Material for this exercise START
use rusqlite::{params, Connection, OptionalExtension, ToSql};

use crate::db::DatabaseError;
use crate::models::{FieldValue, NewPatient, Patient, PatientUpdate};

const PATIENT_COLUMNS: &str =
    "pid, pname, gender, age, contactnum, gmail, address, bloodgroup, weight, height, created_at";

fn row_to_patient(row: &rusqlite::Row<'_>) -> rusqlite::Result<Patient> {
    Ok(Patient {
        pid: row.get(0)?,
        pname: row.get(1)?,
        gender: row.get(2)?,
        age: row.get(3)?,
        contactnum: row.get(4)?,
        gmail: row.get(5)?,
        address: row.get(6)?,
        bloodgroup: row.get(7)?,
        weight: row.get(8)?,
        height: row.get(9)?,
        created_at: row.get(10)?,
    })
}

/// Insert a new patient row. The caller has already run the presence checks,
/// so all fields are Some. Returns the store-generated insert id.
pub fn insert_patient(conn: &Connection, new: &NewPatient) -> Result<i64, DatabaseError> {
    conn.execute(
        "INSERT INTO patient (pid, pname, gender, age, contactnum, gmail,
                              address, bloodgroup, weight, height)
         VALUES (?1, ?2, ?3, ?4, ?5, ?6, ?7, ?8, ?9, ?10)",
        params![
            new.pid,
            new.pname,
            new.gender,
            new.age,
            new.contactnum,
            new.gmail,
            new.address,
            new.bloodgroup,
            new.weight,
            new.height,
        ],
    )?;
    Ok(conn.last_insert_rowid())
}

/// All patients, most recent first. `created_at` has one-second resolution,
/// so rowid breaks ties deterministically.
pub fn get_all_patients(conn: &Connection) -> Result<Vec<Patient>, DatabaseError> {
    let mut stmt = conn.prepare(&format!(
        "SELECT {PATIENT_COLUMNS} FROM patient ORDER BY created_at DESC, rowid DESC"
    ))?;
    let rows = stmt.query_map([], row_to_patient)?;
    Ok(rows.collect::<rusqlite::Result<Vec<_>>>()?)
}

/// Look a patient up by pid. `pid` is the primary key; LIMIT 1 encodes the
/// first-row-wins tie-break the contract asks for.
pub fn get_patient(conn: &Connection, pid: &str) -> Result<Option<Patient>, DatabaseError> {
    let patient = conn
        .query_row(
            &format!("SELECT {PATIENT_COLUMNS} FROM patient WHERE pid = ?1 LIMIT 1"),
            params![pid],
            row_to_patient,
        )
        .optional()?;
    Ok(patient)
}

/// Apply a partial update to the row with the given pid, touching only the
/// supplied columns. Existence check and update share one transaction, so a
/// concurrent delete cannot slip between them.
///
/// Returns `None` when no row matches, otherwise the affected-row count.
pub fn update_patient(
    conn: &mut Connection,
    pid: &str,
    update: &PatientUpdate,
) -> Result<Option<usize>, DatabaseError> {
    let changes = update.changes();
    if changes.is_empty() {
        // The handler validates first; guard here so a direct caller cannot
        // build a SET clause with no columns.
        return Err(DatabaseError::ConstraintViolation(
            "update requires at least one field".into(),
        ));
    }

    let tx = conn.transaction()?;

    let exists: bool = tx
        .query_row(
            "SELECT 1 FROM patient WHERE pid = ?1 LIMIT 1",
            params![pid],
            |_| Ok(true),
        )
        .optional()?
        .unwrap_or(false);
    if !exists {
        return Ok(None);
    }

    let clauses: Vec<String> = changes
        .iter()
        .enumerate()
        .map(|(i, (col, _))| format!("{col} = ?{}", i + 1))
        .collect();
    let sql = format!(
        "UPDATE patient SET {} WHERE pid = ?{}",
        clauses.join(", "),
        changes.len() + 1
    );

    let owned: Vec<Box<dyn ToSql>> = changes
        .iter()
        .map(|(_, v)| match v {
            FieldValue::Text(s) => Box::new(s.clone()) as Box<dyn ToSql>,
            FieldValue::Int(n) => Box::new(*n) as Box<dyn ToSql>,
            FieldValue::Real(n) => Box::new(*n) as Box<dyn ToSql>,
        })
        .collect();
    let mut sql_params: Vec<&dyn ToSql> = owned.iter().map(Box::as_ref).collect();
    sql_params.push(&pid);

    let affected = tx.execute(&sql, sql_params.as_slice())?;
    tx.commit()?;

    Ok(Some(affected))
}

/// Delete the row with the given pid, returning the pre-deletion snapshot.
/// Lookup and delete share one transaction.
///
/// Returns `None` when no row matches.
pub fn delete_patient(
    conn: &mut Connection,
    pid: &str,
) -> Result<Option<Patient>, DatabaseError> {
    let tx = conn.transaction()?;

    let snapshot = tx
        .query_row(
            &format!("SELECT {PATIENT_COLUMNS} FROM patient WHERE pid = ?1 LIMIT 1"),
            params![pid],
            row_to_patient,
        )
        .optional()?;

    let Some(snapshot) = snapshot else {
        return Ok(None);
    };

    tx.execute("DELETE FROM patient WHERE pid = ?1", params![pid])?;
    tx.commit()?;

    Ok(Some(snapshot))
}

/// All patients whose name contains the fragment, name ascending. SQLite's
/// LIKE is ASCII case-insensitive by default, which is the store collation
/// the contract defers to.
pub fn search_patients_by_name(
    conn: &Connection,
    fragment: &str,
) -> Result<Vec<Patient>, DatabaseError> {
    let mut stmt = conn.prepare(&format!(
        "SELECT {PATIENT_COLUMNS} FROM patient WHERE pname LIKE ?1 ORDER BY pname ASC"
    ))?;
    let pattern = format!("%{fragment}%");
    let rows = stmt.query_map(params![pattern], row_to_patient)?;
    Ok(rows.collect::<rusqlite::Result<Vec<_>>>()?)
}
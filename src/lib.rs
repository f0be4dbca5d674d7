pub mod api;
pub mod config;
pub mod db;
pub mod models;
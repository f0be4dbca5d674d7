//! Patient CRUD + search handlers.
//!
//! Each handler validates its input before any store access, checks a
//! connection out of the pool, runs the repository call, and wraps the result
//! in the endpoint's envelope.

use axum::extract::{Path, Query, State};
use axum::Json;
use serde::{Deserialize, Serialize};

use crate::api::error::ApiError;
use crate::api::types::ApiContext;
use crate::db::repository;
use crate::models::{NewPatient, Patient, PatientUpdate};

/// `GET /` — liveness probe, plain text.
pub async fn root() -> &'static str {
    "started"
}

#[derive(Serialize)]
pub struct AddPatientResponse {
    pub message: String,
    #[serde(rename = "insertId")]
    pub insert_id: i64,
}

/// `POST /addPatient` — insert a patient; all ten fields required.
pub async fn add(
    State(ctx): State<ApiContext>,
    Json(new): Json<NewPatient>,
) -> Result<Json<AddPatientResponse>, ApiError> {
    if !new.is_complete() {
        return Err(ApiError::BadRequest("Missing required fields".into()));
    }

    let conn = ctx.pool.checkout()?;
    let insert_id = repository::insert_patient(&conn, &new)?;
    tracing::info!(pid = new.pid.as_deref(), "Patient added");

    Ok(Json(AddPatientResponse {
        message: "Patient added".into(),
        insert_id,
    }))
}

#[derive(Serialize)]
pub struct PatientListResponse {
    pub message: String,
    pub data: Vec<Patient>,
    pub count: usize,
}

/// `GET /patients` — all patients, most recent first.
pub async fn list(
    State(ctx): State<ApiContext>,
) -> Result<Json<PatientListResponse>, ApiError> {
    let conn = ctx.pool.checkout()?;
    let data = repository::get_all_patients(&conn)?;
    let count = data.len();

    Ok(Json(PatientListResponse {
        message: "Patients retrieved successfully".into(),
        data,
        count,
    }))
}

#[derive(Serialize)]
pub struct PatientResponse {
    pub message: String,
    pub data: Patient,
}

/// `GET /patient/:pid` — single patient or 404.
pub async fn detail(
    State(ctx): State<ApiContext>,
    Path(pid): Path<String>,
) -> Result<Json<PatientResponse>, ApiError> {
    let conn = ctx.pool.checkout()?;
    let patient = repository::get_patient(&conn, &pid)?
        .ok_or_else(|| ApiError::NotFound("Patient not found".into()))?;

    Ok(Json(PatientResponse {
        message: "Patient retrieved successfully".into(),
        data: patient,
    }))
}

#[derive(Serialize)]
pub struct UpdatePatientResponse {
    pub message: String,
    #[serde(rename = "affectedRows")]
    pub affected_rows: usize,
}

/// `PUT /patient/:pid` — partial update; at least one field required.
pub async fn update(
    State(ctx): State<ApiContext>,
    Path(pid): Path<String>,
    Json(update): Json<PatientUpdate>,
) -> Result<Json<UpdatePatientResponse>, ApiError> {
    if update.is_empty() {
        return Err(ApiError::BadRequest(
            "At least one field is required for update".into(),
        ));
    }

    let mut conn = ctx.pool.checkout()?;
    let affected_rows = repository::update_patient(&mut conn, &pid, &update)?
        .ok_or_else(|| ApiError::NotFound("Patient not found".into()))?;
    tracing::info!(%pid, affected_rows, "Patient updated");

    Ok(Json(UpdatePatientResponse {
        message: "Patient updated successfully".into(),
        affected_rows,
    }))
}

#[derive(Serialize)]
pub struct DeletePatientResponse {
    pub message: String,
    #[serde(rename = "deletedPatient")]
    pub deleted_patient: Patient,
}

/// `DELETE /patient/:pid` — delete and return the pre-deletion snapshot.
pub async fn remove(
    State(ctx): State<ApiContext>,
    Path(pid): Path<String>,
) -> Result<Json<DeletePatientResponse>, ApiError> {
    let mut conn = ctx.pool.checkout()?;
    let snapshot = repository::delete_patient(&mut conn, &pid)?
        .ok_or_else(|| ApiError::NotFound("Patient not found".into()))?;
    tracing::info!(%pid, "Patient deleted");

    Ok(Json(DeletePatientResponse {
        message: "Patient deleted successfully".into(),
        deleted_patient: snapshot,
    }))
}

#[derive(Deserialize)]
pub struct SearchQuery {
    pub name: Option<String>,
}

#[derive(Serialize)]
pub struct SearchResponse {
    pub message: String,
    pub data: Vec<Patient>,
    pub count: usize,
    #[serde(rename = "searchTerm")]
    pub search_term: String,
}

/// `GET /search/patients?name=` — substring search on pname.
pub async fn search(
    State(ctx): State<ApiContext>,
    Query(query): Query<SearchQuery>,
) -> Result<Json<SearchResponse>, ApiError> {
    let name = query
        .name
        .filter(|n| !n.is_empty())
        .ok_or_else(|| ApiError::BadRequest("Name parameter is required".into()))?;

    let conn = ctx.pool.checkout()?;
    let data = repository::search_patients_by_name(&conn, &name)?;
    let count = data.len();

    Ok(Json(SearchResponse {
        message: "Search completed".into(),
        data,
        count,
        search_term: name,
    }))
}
Material for this exercise END
Task to complete —
Only a number is wanted here: how many lines above hold the string "caller"?

Exercise answer —
2